While the majority in our school were recovering from an exhilarating SING! weekend, 102 “free-spirited” student journalists gathered in the nation’s capital to celebrate free press as part of the Al Neuharth Free Spirit Journalism Scholars program.
As the female Free Spirit Scholar from New York, I had no expectations for the trip. I had just turned over The Spectator to the new executive editors, retiring as the Managing Editor. I had gained much of my experience in journalism by reporting, writing, editing, managing the paper and doing it all over again week after week. I felt that I had seen it all: the struggle between restricting student freedoms and maintaining the necessary free press to cover the injustice; the unwillingness of sources to speak to a paper that was trying to seek the truth; The Spectator’s battle to prove its worth to the very people who believe the school could do without it.
But I shouldn’t have been so sure of myself.
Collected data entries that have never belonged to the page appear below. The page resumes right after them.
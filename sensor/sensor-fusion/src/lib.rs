//! Sensor fusion utilities for the barcode overlay.
//!
//! This crate aligns asynchronous camera detections with the viewer's head
//! motion:
//!
//! # Stream Buffering
//!
//! - [`StreamBuffer`] - Bounded, time-ordered history of [`Sample`]s
//! - [`Bracket`] - Where a query time falls in that history
//!
//! # Temporal Interpolation
//!
//! - [`Interpolator`] - Resolves a pose between two recorded poses
//! - [`InterpolationMethod`] - Linear (lerp + slerp), nearest, or previous
//!
//! # Head-Pose History
//!
//! - [`PoseSource`] - "Where was the head at time t?"
//! - [`PoseHistory`] - Ring-buffer implementation of [`PoseSource`]
//!
//! # Coordinate Transforms
//!
//! - [`Transform3D`] - Rigid body transform (rotation + translation) and
//!   NaN-safe look rotations
//!
//! # Layer 0 Crate
//!
//! No rendering or platform dependencies.
//!
//! # Example
//!
//! ```
//! use sensor_fusion::{PoseHistory, PoseSource, Transform3D};
//! use glam::Vec3;
//!
//! let mut history = PoseHistory::new(90);
//! history.record(0.0, Transform3D::identity()).unwrap();
//! history.record(0.1, Transform3D::from_translation(Vec3::new(0.0, 0.0, 1.0))).unwrap();
//!
//! let head = history.pose_at(0.05).unwrap();
//! let world = head.apply_point(Vec3::ZERO);
//! assert!((world.z - 0.5).abs() < 1e-5);
//! ```

// Safety: Deny unwrap/expect in library code. Tests may use them (workspace warns).
#![cfg_attr(not(test), deny(clippy::unwrap_used, clippy::expect_used))]
#![warn(missing_docs)]
#![warn(clippy::all)]
#![warn(clippy::pedantic)]

mod buffer;
mod error;
mod interpolation;
mod pose;
mod transform;

pub use buffer::{Bracket, Sample, StreamBuffer};

pub use interpolation::{InterpolationMethod, Interpolator, lerp_factor};

pub use pose::{PoseHistory, PoseSource};

pub use transform::Transform3D;

pub use error::{FusionError, Result};

/// Prelude for convenient imports.
pub mod prelude {
    pub use super::{FusionError, PoseHistory, PoseSource, Transform3D};
}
That week remains an experience I will never forget. As the free spirits toured the offices of USA Today and the Newseum (a news museum), met several journalists and listened at workshops and to each other, we all learned a little bit more about the state of journalism today as well as the potential danger it’s in.
Some of the words of the people we met resonated deep inside me. Though The Spectator is relatively autonomous compared to most high school publications across the nation, it has had its share of run-ins with the administration. Journalist Betty Bayé reminded me why I dedicated so much to preserving The Spectator’s power: “You won’t win all the time, but people have to know you will fight,” she said.
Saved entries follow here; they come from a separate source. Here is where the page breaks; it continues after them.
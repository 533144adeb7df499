//! Rigid transforms for head poses and barcode poses.
//!
//! Convention: `+Y` is world up and `+Z` is "forward" for an oriented pose,
//! so a pose's rotation maps local `+Z` onto the direction it faces.

use glam::{Mat3, Quat, Vec3};
use serde::{Deserialize, Serialize};

/// Squared length below which a direction counts as zero.
const DEGENERATE_EPSILON: f32 = 1e-12;

/// Rotation followed by translation.
///
/// Serves as the viewer's head pose (head frame to world) and as the world
/// pose of a localized barcode. Serializes with glam's array layout:
/// `{"rotation": [x, y, z, w], "translation": [x, y, z]}`.
///
/// ```
/// use glam::{Quat, Vec3};
/// use sensor_fusion::Transform3D;
///
/// // Standing at eye height, turned a quarter left.
/// let head = Transform3D::new(Quat::from_rotation_y(std::f32::consts::FRAC_PI_2), Vec3::Y * 1.6);
/// let ahead = head.apply_point(Vec3::Z * 2.0);
/// assert!((ahead - Vec3::new(2.0, 1.6, 0.0)).length() < 1e-5);
/// ```
#[derive(Debug, Clone, Copy, PartialEq, Serialize, Deserialize)]
pub struct Transform3D {
    /// Orientation.
    pub rotation: Quat,
    /// Position.
    pub translation: Vec3,
}

impl Default for Transform3D {
    fn default() -> Self {
        Self::identity()
    }
}

impl Transform3D {
    /// No rotation, at the origin.
    #[must_use]
    pub const fn identity() -> Self {
        Self::new(Quat::IDENTITY, Vec3::ZERO)
    }

    /// Pure translation.
    #[must_use]
    pub const fn from_translation(translation: Vec3) -> Self {
        Self::new(Quat::IDENTITY, translation)
    }

    /// Pure rotation.
    #[must_use]
    pub const fn from_rotation(rotation: Quat) -> Self {
        Self::new(rotation, Vec3::ZERO)
    }

    /// Rotation then translation.
    #[must_use]
    pub const fn new(rotation: Quat, translation: Vec3) -> Self {
        Self {
            rotation,
            translation,
        }
    }

    /// Maps a local point into the parent frame.
    #[must_use]
    pub fn apply_point(&self, point: Vec3) -> Vec3 {
        self.rotation * point + self.translation
    }

    /// Blends toward `other`: lerp for translation, slerp for rotation.
    #[must_use]
    pub fn lerp(&self, other: &Self, t: f32) -> Self {
        Self::new(
            self.rotation.slerp(other.rotation, t),
            self.translation.lerp(other.translation, t),
        )
    }

    /// Returns true if no component is `NaN` or infinite.
    #[must_use]
    pub fn is_finite(&self) -> bool {
        self.rotation.is_finite() && self.translation.is_finite()
    }

    /// Returns true if within `epsilon` of the identity, in radians and metres.
    #[must_use]
    pub fn is_identity(&self, epsilon: f32) -> bool {
        self.rotation.angle_between(Quat::IDENTITY) < epsilon && self.translation.length() < epsilon
    }

    /// Rotation whose local `+Z` points along `forward` and whose local `+Y`
    /// leans toward `up`.
    ///
    /// Returns `None` when `forward` has no length or is parallel to `up`.
    ///
    /// ```
    /// use glam::{Quat, Vec3};
    /// use sensor_fusion::Transform3D;
    ///
    /// let q = Transform3D::try_look_rotation(Vec3::X, Vec3::Y).unwrap();
    /// assert!((q * Vec3::Z - Vec3::X).length() < 1e-5);
    /// assert!(Transform3D::try_look_rotation(Vec3::Y, Vec3::Y).is_none());
    /// ```
    #[must_use]
    pub fn try_look_rotation(forward: Vec3, up: Vec3) -> Option<Quat> {
        let forward = forward.try_normalize()?;
        let right = up.cross(forward);
        if !right.is_finite() || right.length_squared() < DEGENERATE_EPSILON {
            return None;
        }
        let right = right.normalize();
        let up = forward.cross(right);
        Some(Quat::from_mat3(&Mat3::from_cols(right, up, forward)).normalize())
    }

    /// Like [`Transform3D::try_look_rotation`], falling back to identity for
    /// degenerate input. Never produces `NaN`.
    #[must_use]
    pub fn look_rotation(forward: Vec3, up: Vec3) -> Quat {
        Self::try_look_rotation(forward, up).unwrap_or(Quat::IDENTITY)
    }
}

#[cfg(test)]
#[allow(
    clippy::unwrap_used,
    clippy::expect_used,
    clippy::float_cmp,
    clippy::similar_names
)]
mod tests {
    use super::*;
    use approx::assert_relative_eq;
    use std::f32::consts::FRAC_PI_2;

    #[test]
    fn default_is_identity() {
        assert!(Transform3D::default().is_identity(1e-6));
        assert!(!Transform3D::from_translation(Vec3::X).is_identity(1e-6));
        assert!(!Transform3D::from_rotation(Quat::from_rotation_z(0.1)).is_identity(1e-6));
    }

    #[test]
    fn rotates_before_translating() {
        let head = Transform3D::new(Quat::from_rotation_y(-FRAC_PI_2), Vec3::new(1.0, 0.0, 0.0));
        let p = head.apply_point(Vec3::Z);
        assert_relative_eq!(p.x, 0.0, epsilon = 1e-6);
        assert_relative_eq!(p.z, 0.0, epsilon = 1e-6);
    }

    #[test]
    fn lerp_ends_and_middle() {
        let a = Transform3D::identity();
        let b = Transform3D::new(Quat::from_rotation_y(FRAC_PI_2), Vec3::new(10.0, 0.0, 0.0));
        assert_eq!(a.lerp(&b, 0.0).translation, Vec3::ZERO);
        assert_relative_eq!(a.lerp(&b, 1.0).translation.x, 10.0);

        let mid = a.lerp(&b, 0.5);
        assert_relative_eq!(mid.translation.x, 5.0);
        assert_relative_eq!(
            mid.rotation.angle_between(Quat::IDENTITY),
            FRAC_PI_2 / 2.0,
            epsilon = 1e-5
        );
    }

    #[test]
    fn non_finite_is_detected() {
        let t = Transform3D::from_translation(Vec3::new(f32::NAN, 0.0, 0.0));
        assert!(!t.is_finite());
        assert!(Transform3D::identity().is_finite());
    }

    #[test]
    fn look_rotation_forward_z_is_identity() {
        let q = Transform3D::look_rotation(Vec3::Z * 4.0, Vec3::Y);
        assert_relative_eq!(q.angle_between(Quat::IDENTITY), 0.0, epsilon = 1e-5);
    }

    #[test]
    fn look_rotation_keeps_up_for_horizontal_forward() {
        let forward = Vec3::new(-1.0, 0.0, 1.0).normalize();
        let q = Transform3D::look_rotation(forward, Vec3::Y);
        assert_relative_eq!((q * Vec3::Z - forward).length(), 0.0, epsilon = 1e-5);
        assert_relative_eq!((q * Vec3::Y - Vec3::Y).length(), 0.0, epsilon = 1e-5);
    }

    #[test]
    fn look_rotation_tilted_forward() {
        let forward = Vec3::new(0.0, 1.0, 1.0).normalize();
        let q = Transform3D::look_rotation(forward, Vec3::Y);
        assert_relative_eq!((q * Vec3::Z - forward).length(), 0.0, epsilon = 1e-5);
        // Right stays horizontal.
        assert_relative_eq!((q * Vec3::X).y, 0.0, epsilon = 1e-5);
    }

    #[test]
    fn look_rotation_degenerate_falls_back() {
        for forward in [Vec3::ZERO, Vec3::Y, -Vec3::Y * 3.0, Vec3::splat(f32::NAN)] {
            assert!(Transform3D::try_look_rotation(forward, Vec3::Y).is_none());
            assert_eq!(Transform3D::look_rotation(forward, Vec3::Y), Quat::IDENTITY);
        }
    }

    #[test]
    fn serializes_as_arrays() {
        let t = Transform3D::new(Quat::IDENTITY, Vec3::new(1.0, 1.5, -0.5));
        let json = serde_json::to_string(&t).unwrap();
        assert_eq!(json, r#"{"rotation":[0.0,0.0,0.0,1.0],"translation":[1.0,1.5,-0.5]}"#);
        let back: Transform3D = serde_json::from_str(&json).unwrap();
        assert_eq!(back, t);
    }
}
I won’t forget First Amendment Center legal analyst Charles Haynes’s words either: “Denying people a meaningful voice in the life of their schools does not make a school safer or better,” he said. “Don’t let anyone tell you that you don’t have any rights.” Those sentiments seemed to sum up my feelings about new school policies that disregard the rights of students—after all, according to Tinker v. Des Moines (1969), students’ constitutional rights are not shed at the schoolhouse gate.
I soon found that The Spectator’s problems were not unique. Among the free spirit scholars, there were freelancers, photojournalists, documentary makers, newsmagazine editors, bloggers and much more. There were students who ran a paper despite a lack of support from faculty advisors and administrators. Some had to have their work reviewed by the principal before they could publish it. Despite the differences, there were common recurring problems: how to get more people to read the paper, how to get administrators to stop censoring or imposing themselves upon student publications, and how to build up the staff so more staff members would write, not just editors.
In a world that increasingly champions democracy, the state of a nation’s press is often a good reflection of the freedom within a state’s borders. Yet, this sense of free spirit and free press is lacking in many institutions of learning—supposedly, the models for the “real world” students will soon enter. If adults do not tolerate repression of their speech, there is no reason for students or student journalists to put up with the same restrictions.
I will never know whether the conference was a plug for a career in journalism or a genuine effort to expose today’s youth to the movers and shakers in the business. But I do know journalism isn’t relevant just to the journalist or the lawyer who defends press rights. Free speech is something we should all be worried about—especially if we don’t have as much of it as we used to. A large portion of the countries around the world either repress this right or allow only partial freedom. I might not have gauged what a free spirit was before the conference, but I certainly now know what a free spirit does in any situation. Nobody goes out to change the world. But we have enough ammunition to keep us dreaming, daring and doing.